Registro de quando Éder foi preso, em 2010. Foto: Arquivo.

Logo que foi detido, os policiais fizeram uma vistoria e, com o homem, encontraram R$ 34 mil em dinheiro. Careca, mas com a mesma aparência, Éder Conde foi preso na casa da mãe dele, na Cidade Industrial de Curitiba (CIC). Ele foi encaminhado ao Cope.

Das antigas

Éder é considerado um homem perigoso e velho conhecido da polícia, desde 2000, por já ter sido preso várias vezes por tráfico de drogas. A prisão de maior repercussão foi em 2010, quando ele foi detido em uma operação da Polícia Federal (PF), pelo mesmo crime que já leva muitos registros na ficha.
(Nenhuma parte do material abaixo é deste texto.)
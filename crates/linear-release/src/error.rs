//! Error types for the Linear gateway.

use thiserror::Error;

/// Errors surfaced by the Linear GraphQL gateway.
///
/// Transport failures (`Network`, `Status`) and request-level API
/// rejections (`Api`) are kept distinct: a 200 response can still
/// carry GraphQL errors.
#[derive(Debug, Error)]
pub enum LinearError {
    /// Connectivity, timeout, TLS, or response decoding failure.
    #[error("request failed: {0}")]
    Network(#[from] reqwest::Error),

    /// Non-success HTTP status from the API endpoint.
    #[error("Linear API returned status {status}: {body}")]
    Status {
        status: reqwest::StatusCode,
        body: String,
    },

    /// GraphQL-level errors despite a successful round trip.
    #[error("GraphQL errors: {0}")]
    Api(String),

    /// Requested entity does not exist.
    #[error("{0} not found")]
    NotFound(String),

    /// Mutation round-tripped but the API reported non-success.
    #[error("{0}")]
    MutationFailed(String),

    /// Credential could not be turned into a request header.
    #[error("invalid access token: {0}")]
    InvalidToken(String),
}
Conforme a PF, na época, ele seria responsável por movimentar 400 quilos de cocaína por ano e aproximadamente R$ 6 milhões. Mais dez pessoas foram detidas, todas com mandado de prisão preventiva, entre elas a namorada de Eder, Suzimara Lima Steff, que foi segunda colocada no concurso Miss Curitiba 2010.

Tráfico na vila

Conhecido como “Beira-Mar de Curitiba”, o homem foi notícia em julho, quando Diandro, intitulado pelos moradores da CIC como o “patrão” do tráfico do bairro, foi executado. Comentários na região onde o crime aconteceu eram de que Éder estaria por trás do assassinato, por causa de uma disputa antiga entre os dois.

Diandro foi executado dentro de carro na CIC.
Diandro foi executado dentro de carro na CIC.
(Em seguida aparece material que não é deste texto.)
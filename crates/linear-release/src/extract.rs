//! Issue identifier extraction from commit messages.

use regex::Regex;
use std::collections::HashSet;
use std::sync::LazyLock;

/// Matches Linear issue identifiers like `ENG-123` or `TEAM-456`:
/// 2-10 uppercase letters, a hyphen, and digits, word-bounded.
static ISSUE_PATTERN: LazyLock<Regex> =
    LazyLock::new(|| Regex::new(r"\b([A-Z]{2,10})-(\d+)\b").unwrap());

/// Extract issue identifiers referenced in `texts`.
///
/// Identifiers come back in first-occurrence order across the whole
/// input, with duplicates removed. When `prefix` is non-empty, only
/// identifiers whose team prefix matches it case-insensitively are
/// kept; emitted identifiers preserve their source casing. Lowercase
/// tokens (e.g., `eng-123`) never match the pattern, regardless of
/// the filter.
#[must_use]
pub fn extract_issue_refs<S: AsRef<str>>(texts: &[S], prefix: &str) -> Vec<String> {
    let mut seen = HashSet::new();
    let mut refs = Vec::new();

    for text in texts {
        for caps in ISSUE_PATTERN.captures_iter(text.as_ref()) {
            if !prefix.is_empty() && !caps[1].eq_ignore_ascii_case(prefix) {
                continue;
            }
            let identifier = caps[0].to_string();
            if seen.insert(identifier.clone()) {
                refs.push(identifier);
            }
        }
    }

    refs
}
Conforme apurou a Tribuna do Paraná, os comentários nas ruas da CIC eram de que Diandro já foi o braço direito de Éder Conde, que, em 2010, era o patrão do tráfico no bairro. Com a prisão de Éder, pela PF, Diandro assumiu a posição do ex-patrão. O fato de Diandro ter assumido a posição de Éder não teria agradado o homem e gerou rixa entre os dois.

Éder saiu da cadeia em 2015, foi preso logo em seguida, pelo Grupo de Atuação Especial no Combate ao Crime Organizado (Gaeco), por usar policiais como segurança, mas estava solto. Ao saber das notícias, ele chegou a se apresentar, espontaneamente, à Divisão de Homicídios e Proteção à Pessoa (DHPP) para dizer que não teve relação com o crime. A participação dele ainda não foi totalmente descartada pela DHPP, que continua investigando.

Toque de recolher

A morte de Diandro causou tamanho alvoroço, que na Vila Nossa Senhora da Luz, de onde ele comandava a distribuição de drogas, houve um toque de recolher. Escolas dispensaram alunos, moradores foram orientados a não sair de casa e até ônibus do transporte coletivo não circularam na região. Este toque de recolher, segundo pequenos traficantes e moradores, era uma represália pela morte do “patrão” do tráfico.

O toque de recolher fez com que a vila amanhecesse vazia. Foto: Gerson Klaina/Arquivo.
O toque de recolher fez com que a vila amanhecesse vazia. Foto: Gerson Klaina/Arquivo.